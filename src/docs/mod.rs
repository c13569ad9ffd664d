//! API documentation publisher.
//!
//! # Data Flow
//! ```text
//! #[utoipa::path] annotations (http/handlers.rs)
//! #[derive(ToSchema)] Repository (store/record.rs)
//!     → openapi.rs (ApiDoc, finalized from ApiConfig)
//!     → SwaggerUi routes:
//!         <ui_path>        → redirect to <ui_path>/
//!         <ui_path>/       → interactive UI
//!         <openapi_path>   → JSON document
//! ```
//!
//! # Design Decisions
//! - The document is assembled once at startup and never touches the store
//! - Server URL follows the configured public host and port

pub mod openapi;

pub use openapi::{build_openapi, ApiDoc};

use utoipa_swagger_ui::SwaggerUi;

use crate::config::DocsConfig;

/// Swagger UI serving `openapi` under the configured paths.
pub fn swagger_ui(docs: &DocsConfig, openapi: utoipa::openapi::OpenApi) -> SwaggerUi {
    SwaggerUi::new(docs.ui_path.clone()).url(docs.openapi_path.clone(), openapi)
}
//! Shared utilities for integration tests.

use std::net::SocketAddr;

use repository_api::config::ApiConfig;
use repository_api::http::HttpServer;
use tokio::net::TcpListener;

/// Start the service on an ephemeral local port and return its address.
pub async fn start_server() -> SocketAddr {
    let listener = TcpListener::bind("127.0.0.1:0").await.unwrap();
    let addr = listener.local_addr().unwrap();

    let mut config = ApiConfig::default();
    config.listener.bind_host = "127.0.0.1".into();
    config.listener.port = addr.port();

    let server = HttpServer::new(config);
    tokio::spawn(async move {
        let _ = server.run(listener).await;
    });

    addr
}

/// Client that bypasses any system proxy.
pub fn client() -> reqwest::Client {
    reqwest::Client::builder()
        .no_proxy()
        .build()
        .unwrap()
}
//! Configuration schema definitions.
//!
//! This module defines the complete configuration structure for the service.
//! All types derive Serde traits for deserialization from config files.

use serde::{Deserialize, Serialize};

/// Root configuration for the repository API.
#[derive(Debug, Clone, Deserialize, Serialize, Default, PartialEq)]
#[serde(default)]
pub struct ApiConfig {
    /// Listener configuration (bind host, port).
    pub listener: ListenerConfig,

    /// API documentation settings.
    pub docs: DocsConfig,

    /// Timeout configuration.
    pub timeouts: TimeoutConfig,

    /// Observability settings.
    pub observability: ObservabilityConfig,
}

/// Listener configuration.
#[derive(Debug, Clone, Deserialize, Serialize, PartialEq)]
#[serde(default)]
pub struct ListenerConfig {
    /// Interface to bind (e.g., "0.0.0.0").
    pub bind_host: String,

    /// TCP port to listen on.
    pub port: u16,

    /// Host name used in logged and documented URLs.
    pub public_host: String,
}

impl ListenerConfig {
    /// Address handed to the TCP listener.
    pub fn bind_address(&self) -> String {
        format!("{}:{}", self.bind_host, self.port)
    }

    /// Externally visible base URL, e.g. `http://localhost:3000`.
    pub fn base_url(&self) -> String {
        format!("http://{}:{}", self.public_host, self.port)
    }
}

impl Default for ListenerConfig {
    fn default() -> Self {
        Self {
            bind_host: "0.0.0.0".to_string(),
            port: 3000,
            public_host: "localhost".to_string(),
        }
    }
}

/// API documentation configuration.
#[derive(Debug, Clone, Deserialize, Serialize, PartialEq)]
#[serde(default)]
pub struct DocsConfig {
    /// Path of the interactive documentation UI.
    pub ui_path: String,

    /// Path of the machine-readable OpenAPI document.
    pub openapi_path: String,

    /// API title shown in the document.
    pub title: String,

    /// API contract version.
    pub version: String,

    /// Free-form API description.
    pub description: String,
}

impl Default for DocsConfig {
    fn default() -> Self {
        Self {
            ui_path: "/api-docs".to_string(),
            openapi_path: "/api-docs/openapi.json".to_string(),
            title: "Repository API".to_string(),
            version: "1.0.0".to_string(),
            description: "API for managing code repositories".to_string(),
        }
    }
}

/// Timeout configuration.
#[derive(Debug, Clone, Deserialize, Serialize, PartialEq)]
#[serde(default)]
pub struct TimeoutConfig {
    /// Request timeout (total time for request/response) in seconds.
    pub request_secs: u64,
}

impl Default for TimeoutConfig {
    fn default() -> Self {
        Self { request_secs: 30 }
    }
}

/// Observability configuration.
#[derive(Debug, Clone, Deserialize, Serialize, PartialEq)]
#[serde(default)]
pub struct ObservabilityConfig {
    /// Log level (trace, debug, info, warn, error).
    pub log_level: String,

    /// Enable the Prometheus metrics endpoint.
    pub metrics_enabled: bool,

    /// Metrics endpoint bind address.
    pub metrics_address: String,
}

impl Default for ObservabilityConfig {
    fn default() -> Self {
        Self {
            log_level: "info".to_string(),
            metrics_enabled: false,
            metrics_address: "127.0.0.1:9090".to_string(),
        }
    }
}
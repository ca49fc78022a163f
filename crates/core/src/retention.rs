//! Retention policy for the visitor store.

use serde::{Deserialize, Serialize};

use crate::error::Result;
use crate::limits::{MAX_STORE_BYTES, MAX_VISITORS, MIN_VISITORS_FLOOR, SIZE_TRIM_KEEP_RATIO};

/// Count and size bounds applied on every save.
#[derive(Debug, Clone, Copy, PartialEq, Eq, Serialize, Deserialize)]
pub struct RetentionPolicy {
    /// Maximum number of retained events
    pub max_events: usize,
    /// Maximum size of the encoded store in bytes
    pub max_bytes: usize,
    /// Size trimming never goes below this many events
    pub min_events: usize,
}

impl Default for RetentionPolicy {
    fn default() -> Self {
        Self {
            max_events: MAX_VISITORS,
            max_bytes: MAX_STORE_BYTES,
            min_events: MIN_VISITORS_FLOOR,
        }
    }
}

/// What a trimming pass removed.
#[derive(Debug, Clone, Default, PartialEq, Eq)]
pub struct TrimOutcome {
    /// Events dropped to satisfy `max_events`.
    pub dropped_by_count: usize,
    /// Events dropped to satisfy `max_bytes`.
    pub dropped_by_size: usize,
    /// Number of size-reduction passes.
    pub size_passes: usize,
    /// The encoding is still larger than `max_bytes` (floor reached).
    pub over_budget: bool,
}

impl TrimOutcome {
    pub fn dropped(&self) -> usize {
        self.dropped_by_count + self.dropped_by_size
    }
}

/// Items that survived trimming, with their store encoding.
#[derive(Debug)]
pub struct Trimmed {
    pub encoded: Vec<u8>,
    pub outcome: TrimOutcome,
}

impl RetentionPolicy {
    pub fn new() -> Self {
        Self::default()
    }

    pub fn with_max_events(mut self, max_events: usize) -> Self {
        self.max_events = max_events;
        self
    }

    pub fn with_max_bytes(mut self, max_bytes: usize) -> Self {
        self.max_bytes = max_bytes;
        self
    }

    pub fn with_min_events(mut self, min_events: usize) -> Self {
        self.min_events = min_events;
        self
    }

    /// Keep only the newest `max_events` items. Returns how many were dropped.
    pub fn cap_count<T>(&self, items: &mut Vec<T>) -> usize {
        if items.len() <= self.max_events {
            return 0;
        }
        let excess = items.len() - self.max_events;
        items.drain(..excess);
        excess
    }

    /// Trim `items` (oldest first) in place and encode what remains.
    ///
    /// The count cap is applied first. While the encoding exceeds
    /// `max_bytes`, the oldest tenth is dropped, never going below
    /// `min_events`. If the floor is reached and the encoding is still too
    /// large, the floor-sized newest slice is written anyway and the
    /// outcome is flagged `over_budget`.
    pub fn apply<T: Serialize>(&self, items: &mut Vec<T>) -> Result<Trimmed> {
        let mut outcome = TrimOutcome {
            dropped_by_count: self.cap_count(items),
            ..TrimOutcome::default()
        };

        let mut encoded = encode(items)?;

        while encoded.len() > self.max_bytes && items.len() > self.min_events {
            let keep = ((items.len() as f64 * SIZE_TRIM_KEEP_RATIO) as usize).max(self.min_events);
            let drop = items.len() - keep;
            items.drain(..drop);

            outcome.dropped_by_size += drop;
            outcome.size_passes += 1;
            encoded = encode(items)?;
        }

        outcome.over_budget = encoded.len() > self.max_bytes;

        Ok(Trimmed { encoded, outcome })
    }
}

/// Store encoding: an indented JSON array.
pub fn encode<T: Serialize>(items: &[T]) -> Result<Vec<u8>> {
    Ok(serde_json::to_vec_pretty(items)?)
}
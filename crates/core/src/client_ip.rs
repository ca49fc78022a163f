//! Client address resolution from proxy headers.

use std::net::{IpAddr, SocketAddr};

/// Address recorded when neither headers nor the transport yield one.
pub const UNKNOWN_ADDRESS: &str = "unknown";

/// Proxy headers consulted, in priority order.
pub const CLIENT_IP_HEADERS: [&str; 5] = [
    "CF-Connecting-IP",
    "X-Forwarded-For",
    "X-Real-IP",
    "True-Client-IP",
    "Forwarded",
];

/// Resolve the client address for a request.
///
/// `header` looks up a header value by name. The first header in
/// [`CLIENT_IP_HEADERS`] whose value parses as an IP address wins;
/// otherwise the transport peer's IP is used.
pub fn resolve_client_ip<'a, F>(header: F, peer: Option<SocketAddr>) -> String
where
    F: Fn(&str) -> Option<&'a str>,
{
    for name in CLIENT_IP_HEADERS {
        let Some(value) = header(name) else {
            continue;
        };
        let ip = match name {
            "X-Forwarded-For" => value.split(',').next().and_then(parse_ip),
            "Forwarded" => forwarded_for(value).and_then(parse_node),
            _ => parse_ip(value),
        };
        if let Some(ip) = ip {
            return ip.to_string();
        }
    }

    peer.map(|addr| addr.ip().to_string())
        .unwrap_or_else(|| UNKNOWN_ADDRESS.to_string())
}

/// Extract the `for=` node of the first element of an RFC 7239 header.
fn forwarded_for(value: &str) -> Option<&str> {
    let first = value.split(',').next()?;
    first.split(';').find_map(|pair| {
        let (key, node) = pair.split_once('=')?;
        key.trim()
            .eq_ignore_ascii_case("for")
            .then(|| node.trim().trim_matches('"'))
    })
}

/// Parse a bare IP address. Ports and brackets are rejected.
fn parse_ip(raw: &str) -> Option<IpAddr> {
    raw.trim().parse().ok()
}

/// Parse a `Forwarded` node: a bare IP, a bracketed IPv6 literal, or
/// either with a port.
fn parse_node(raw: &str) -> Option<IpAddr> {
    let raw = raw.trim();
    if let Some(ip) = parse_ip(raw) {
        return Some(ip);
    }
    if let Ok(addr) = raw.parse::<SocketAddr>() {
        return Some(addr.ip());
    }
    raw.strip_prefix('[')
        .and_then(|rest| rest.strip_suffix(']'))
        .and_then(|inner| inner.parse::<IpAddr>().ok())
}
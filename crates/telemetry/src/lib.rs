//! Operational telemetry for the honeypot.
//!
//! Everything here is for operators: structured logs, in-process counters,
//! and the health registry behind the `/health` endpoints.

pub mod health;
pub mod metrics;
pub mod tracing_setup;

pub use health::*;
pub use metrics::*;
pub use tracing_setup::*;
//! Visitor store health checks.

use std::fs;

use tracing::{debug, error, info};

use crate::file;
use crate::log::VisitorLog;

/// Check that the store can be read and its directory written.
///
/// Runs at startup. The result is recorded in the log's health registry;
/// the server starts either way.
pub fn check_store(log: &VisitorLog) -> bool {
    let existing = match log.try_get_all() {
        Ok(events) => events.len(),
        Err(e) => {
            error!(error = %e, "Visitor store is not readable");
            return false;
        }
    };

    let probe = file::temp_path(log.path()).with_extension("probe");
    let writable = file::write_atomic(&probe, b"[]").and_then(|()| {
        fs::remove_file(&probe).map_err(|e| honeypot_core::Error::write(&probe, e))
    });

    match writable {
        Ok(()) => {
            debug!(path = %log.path().display(), "Visitor store writable");
            log.health().visitor_store.set_healthy();
            log.metrics().retained_visitors.set(existing as u64);
            info!(
                path = %log.path().display(),
                retained = existing,
                max_events = log.policy().max_events,
                "Visitor store ready"
            );
            true
        }
        Err(e) => {
            error!(error = %e, "Visitor store is not writable");
            log.health().visitor_store.set_unhealthy(e.to_string());
            false
        }
    }
}
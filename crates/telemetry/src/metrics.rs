//! In-process counters for the honeypot.
//!
//! Counters live for the life of the process; a snapshot is logged on
//! shutdown and the store figures are reported by `/health`.

use chrono::{DateTime, Utc};
use serde::{Deserialize, Serialize};
use std::sync::atomic::{AtomicU64, Ordering};

/// A counter metric.
#[derive(Debug, Default)]
pub struct Counter(AtomicU64);

impl Counter {
    pub fn new() -> Self {
        Self(AtomicU64::new(0))
    }

    pub fn inc(&self) {
        self.0.fetch_add(1, Ordering::Relaxed);
    }

    pub fn inc_by(&self, n: u64) {
        self.0.fetch_add(n, Ordering::Relaxed);
    }

    pub fn get(&self) -> u64 {
        self.0.load(Ordering::Relaxed)
    }
}

/// A gauge metric (can go up or down).
#[derive(Debug, Default)]
pub struct Gauge(AtomicU64);

impl Gauge {
    pub fn new() -> Self {
        Self(AtomicU64::new(0))
    }

    pub fn set(&self, val: u64) {
        self.0.store(val, Ordering::Relaxed);
    }

    pub fn get(&self) -> u64 {
        self.0.load(Ordering::Relaxed)
    }
}

/// Histogram for latency tracking.
#[derive(Debug)]
pub struct Histogram {
    /// Buckets: 1ms, 5ms, 10ms, 25ms, 50ms, 100ms, 250ms, 500ms, 1s, 5s, 10s
    buckets: [AtomicU64; 11],
    sum: AtomicU64,
    count: AtomicU64,
}

impl Default for Histogram {
    fn default() -> Self {
        Self::new()
    }
}

impl Histogram {
    const BUCKET_BOUNDS: [u64; 11] = [1, 5, 10, 25, 50, 100, 250, 500, 1000, 5000, 10000];

    pub fn new() -> Self {
        Self {
            buckets: Default::default(),
            sum: AtomicU64::new(0),
            count: AtomicU64::new(0),
        }
    }

    /// Records a value in milliseconds.
    pub fn observe(&self, ms: u64) {
        self.sum.fetch_add(ms, Ordering::Relaxed);
        self.count.fetch_add(1, Ordering::Relaxed);

        let slot = Self::BUCKET_BOUNDS
            .iter()
            .position(|&bound| ms <= bound)
            .unwrap_or(Self::BUCKET_BOUNDS.len() - 1);
        self.buckets[slot].fetch_add(1, Ordering::Relaxed);
    }

    pub fn count(&self) -> u64 {
        self.count.load(Ordering::Relaxed)
    }

    pub fn sum(&self) -> u64 {
        self.sum.load(Ordering::Relaxed)
    }

    pub fn mean(&self) -> f64 {
        let count = self.count();
        if count == 0 {
            0.0
        } else {
            self.sum() as f64 / count as f64
        }
    }

    /// Returns bucket counts.
    pub fn buckets(&self) -> Vec<(u64, u64)> {
        Self::BUCKET_BOUNDS
            .iter()
            .zip(self.buckets.iter())
            .map(|(&bound, count)| (bound, count.load(Ordering::Relaxed)))
            .collect()
    }
}

/// Collected metrics for the honeypot.
#[derive(Debug, Default)]
pub struct Metrics {
    // Request classification
    pub trap_hits: Counter,
    pub not_found_hits: Counter,
    pub index_renders: Counter,

    // Visitor store
    pub events_logged: Counter,
    pub events_trimmed: Counter,
    pub log_read_errors: Counter,
    pub log_write_errors: Counter,
    pub save_latency_ms: Histogram,
    pub retained_visitors: Gauge,
}

impl Metrics {
    pub fn new() -> Self {
        Self::default()
    }

    /// Takes a snapshot of current metrics.
    pub fn snapshot(&self) -> MetricsSnapshot {
        MetricsSnapshot {
            timestamp: Utc::now(),
            trap_hits: self.trap_hits.get(),
            not_found_hits: self.not_found_hits.get(),
            index_renders: self.index_renders.get(),
            events_logged: self.events_logged.get(),
            events_trimmed: self.events_trimmed.get(),
            log_read_errors: self.log_read_errors.get(),
            log_write_errors: self.log_write_errors.get(),
            save_latency_mean_ms: self.save_latency_ms.mean(),
            save_latency_buckets: self.save_latency_ms.buckets(),
            retained_visitors: self.retained_visitors.get(),
        }
    }
}

/// A snapshot of metrics at a point in time.
#[derive(Debug, Clone, Serialize, Deserialize)]
pub struct MetricsSnapshot {
    pub timestamp: DateTime<Utc>,
    pub trap_hits: u64,
    pub not_found_hits: u64,
    pub index_renders: u64,
    pub events_logged: u64,
    pub events_trimmed: u64,
    pub log_read_errors: u64,
    pub log_write_errors: u64,
    pub save_latency_mean_ms: f64,
    /// `(upper bound ms, count)` pairs.
    pub save_latency_buckets: Vec<(u64, u64)>,
    pub retained_visitors: u64,
}

/// Global metrics registry.
pub static METRICS: std::sync::LazyLock<Metrics> = std::sync::LazyLock::new(Metrics::new);

/// Get the global metrics instance.
pub fn metrics() -> &'static Metrics {
    &METRICS
}
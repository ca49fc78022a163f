//! Tests for the trap routes and the logging 404 fallback.

use axum::http::StatusCode;
use api::AppState;
use honeypot_core::VisitorCategory;
use integration_tests::{fixtures, setup::TestContext};

/// Each trap answers 200 and records one visitor with its category
#[tokio::test]
async fn test_traps_record_category() {
    for (path, category) in fixtures::trap_routes() {
        let ctx = TestContext::new();
        let server = ctx.server();

        let response = server
            .get(path)
            .add_header("User-Agent", fixtures::SCRAPER_UA)
            .add_header("X-Forwarded-For", fixtures::CLIENT_IP)
            .await;
        response.assert_status_ok();
        assert!(response.text().contains("logged"));

        let visitors = ctx.visitors();
        assert_eq!(visitors.len(), 1, "{path} should record one visitor");
        assert_eq!(visitors[0].category().as_str(), category);
        assert_eq!(visitors[0].request_path(), path);
        assert_eq!(visitors[0].user_agent(), fixtures::SCRAPER_UA);
        assert_eq!(visitors[0].source_address(), fixtures::CLIENT_IP);
    }
}

/// Unknown paths are 404 and logged as not_found
#[tokio::test]
async fn test_unknown_path_logged_as_not_found() {
    let ctx = TestContext::new();
    let server = ctx.server();

    let response = server.get("/wp-login.php").await;
    response.assert_status(StatusCode::NOT_FOUND);
    assert_eq!(response.text(), "404 page not found\n");

    let visitors = ctx.visitors();
    assert_eq!(visitors.len(), 1);
    assert_eq!(visitors[0].category(), VisitorCategory::NotFound);
    assert_eq!(visitors[0].request_path(), "/wp-login.php");
}

/// Trap hits and plain 404s are counted separately
#[tokio::test]
async fn test_hits_counted_by_kind() {
    let ctx = TestContext::new();
    let server = ctx.server();

    server.get("/secret-page").await.assert_status_ok();
    server.get("/javascript-trap").await.assert_status_ok();
    server.get("/.env").await.assert_status(StatusCode::NOT_FOUND);
    server.get("/favicon.ico").await.assert_status(StatusCode::NOT_FOUND);

    let metrics = ctx.visitor_log.metrics();
    assert_eq!(metrics.trap_hits.get(), 2);
    assert_eq!(metrics.not_found_hits.get(), 1);
    assert_eq!(metrics.events_logged.get(), 3);
}

/// favicon requests are 404 but not logged
#[tokio::test]
async fn test_favicon_not_logged() {
    let ctx = TestContext::new();
    let server = ctx.server();

    server.get("/favicon.ico").await.assert_status(StatusCode::NOT_FOUND);

    assert!(ctx.visitors().is_empty());
}

/// Public pages are not logged
#[tokio::test]
async fn test_index_and_robots_not_logged() {
    let ctx = TestContext::new();
    let server = ctx.server();

    server.get("/").await.assert_status_ok();
    server.get("/robots.txt").await.assert_status_ok();
    server.get("/health").await.assert_status_ok();

    assert!(ctx.visitors().is_empty());
}

/// Without proxy headers the peer address, or "unknown", is recorded
#[tokio::test]
async fn test_missing_address_and_user_agent() {
    let ctx = TestContext::new();
    let server = ctx.server();

    server.get("/secret-page").await.assert_status_ok();

    let visitors = ctx.visitors();
    let addr = visitors[0].source_address();
    assert!(addr == "unknown" || addr.parse::<std::net::IpAddr>().is_ok(), "got {addr}");
    assert_eq!(visitors[0].user_agent(), "");
}

/// Cloudflare's header wins over X-Forwarded-For
#[tokio::test]
async fn test_proxy_header_priority() {
    let ctx = TestContext::new();
    let server = ctx.server();

    server
        .get("/forbidden-scan")
        .add_header("X-Forwarded-For", "198.51.100.1, 10.0.0.1")
        .add_header("CF-Connecting-IP", "192.0.2.44")
        .await
        .assert_status_ok();

    assert_eq!(ctx.visitors()[0].source_address(), "192.0.2.44");
}

/// Capacity 3, four hits: the first is evicted and order is kept
#[tokio::test]
async fn test_capacity_eviction_through_http() {
    let ctx = TestContext::with_capacity(3);
    let server = ctx.server();

    for path in ["/forbidden-scan", "/secret-page", "/javascript-trap", "/nope"] {
        server.get(path).await;
    }

    let categories: Vec<VisitorCategory> = ctx.visitors().iter().map(|v| v.category()).collect();
    assert_eq!(
        categories,
        vec![
            VisitorCategory::Secret,
            VisitorCategory::Javascript,
            VisitorCategory::NotFound
        ]
    );
}

/// A broken store never fails the trap response
#[tokio::test]
async fn test_trap_succeeds_when_store_is_corrupt() {
    let ctx = TestContext::new();
    std::fs::write(&ctx.store_path, "definitely not json").unwrap();
    let server = ctx.server();

    let response = server.get("/secret-page").await;
    response.assert_status_ok();

    let response = server.get("/missing").await;
    response.assert_status(StatusCode::NOT_FOUND);

    assert!(ctx.visitors().is_empty());
}

/// Concurrent visits through the shared state are all recorded
#[tokio::test(flavor = "multi_thread", worker_threads = 4)]
async fn test_concurrent_visits_are_all_recorded() {
    let ctx = TestContext::new();
    let state = AppState::new(ctx.visitor_log.clone());

    let handles: Vec<_> = (0..20)
        .map(|i| {
            let state = state.clone();
            tokio::spawn(async move {
                state
                    .record(
                        format!("10.1.0.{i}"),
                        fixtures::SCRAPER_UA.to_string(),
                        format!("/probe-{i}"),
                        VisitorCategory::NotFound,
                    )
                    .await
            })
        })
        .collect();
    for handle in handles {
        assert!(handle.await.unwrap());
    }

    let visitors = ctx.visitors();
    assert_eq!(visitors.len(), 20);
    assert!(visitors
        .windows(2)
        .all(|w| w[0].observed_at() <= w[1].observed_at()));
}

/// Visits survive reopening the store
#[tokio::test]
async fn test_visits_survive_reopen() {
    let ctx = TestContext::new();
    let server = ctx.server();

    server
        .get("/javascript-trap")
        .add_header("User-Agent", fixtures::SCRAPER_UA)
        .await
        .assert_status_ok();

    let reopened = ctx.reopen().get_all();
    assert_eq!(reopened.len(), 1);
    assert_eq!(reopened[0].category(), VisitorCategory::Javascript);
    assert_eq!(reopened[0].user_agent(), fixtures::SCRAPER_UA);
}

• • • •

What you are asked to do:
The first line of the records begins the span, and the line containing "pub async fn" ends it. Reproduce that span exactly, both ends included.

Response:
filename src/docs/mod.rs
repository c13569ad9ffd664d
//! API documentation publisher.
//!
//! # Data Flow
//! ```text
//! #[utoipa::path] annotations (http/handlers.rs)
//! #[derive(ToSchema)] Repository (store/record.rs)
//!     → openapi.rs (ApiDoc, finalized from ApiConfig)
//!     → SwaggerUi routes:
//!         <ui_path>        → redirect to <ui_path>/
//!         <ui_path>/       → interactive UI
//!         <openapi_path>   → JSON document
//! ```
//!
//! # Design Decisions
//! - The document is assembled once at startup and never touches the store
//! - Server URL follows the configured public host and port

pub mod openapi;

pub use openapi::{build_openapi, ApiDoc};

use utoipa_swagger_ui::SwaggerUi;

use crate::config::DocsConfig;

/// Swagger UI serving `openapi` under the configured paths.
pub fn swagger_ui(docs: &DocsConfig, openapi: utoipa::openapi::OpenApi) -> SwaggerUi {
    SwaggerUi::new(docs.ui_path.clone()).url(docs.openapi_path.clone(), openapi)
}
//! Shared utilities for integration tests.

use std::net::SocketAddr;

use repository_api::config::ApiConfig;
use repository_api::http::HttpServer;
use tokio::net::TcpListener;

/// Start the service on an ephemeral local port and return its address.
pub async fn start_server() -> SocketAddr {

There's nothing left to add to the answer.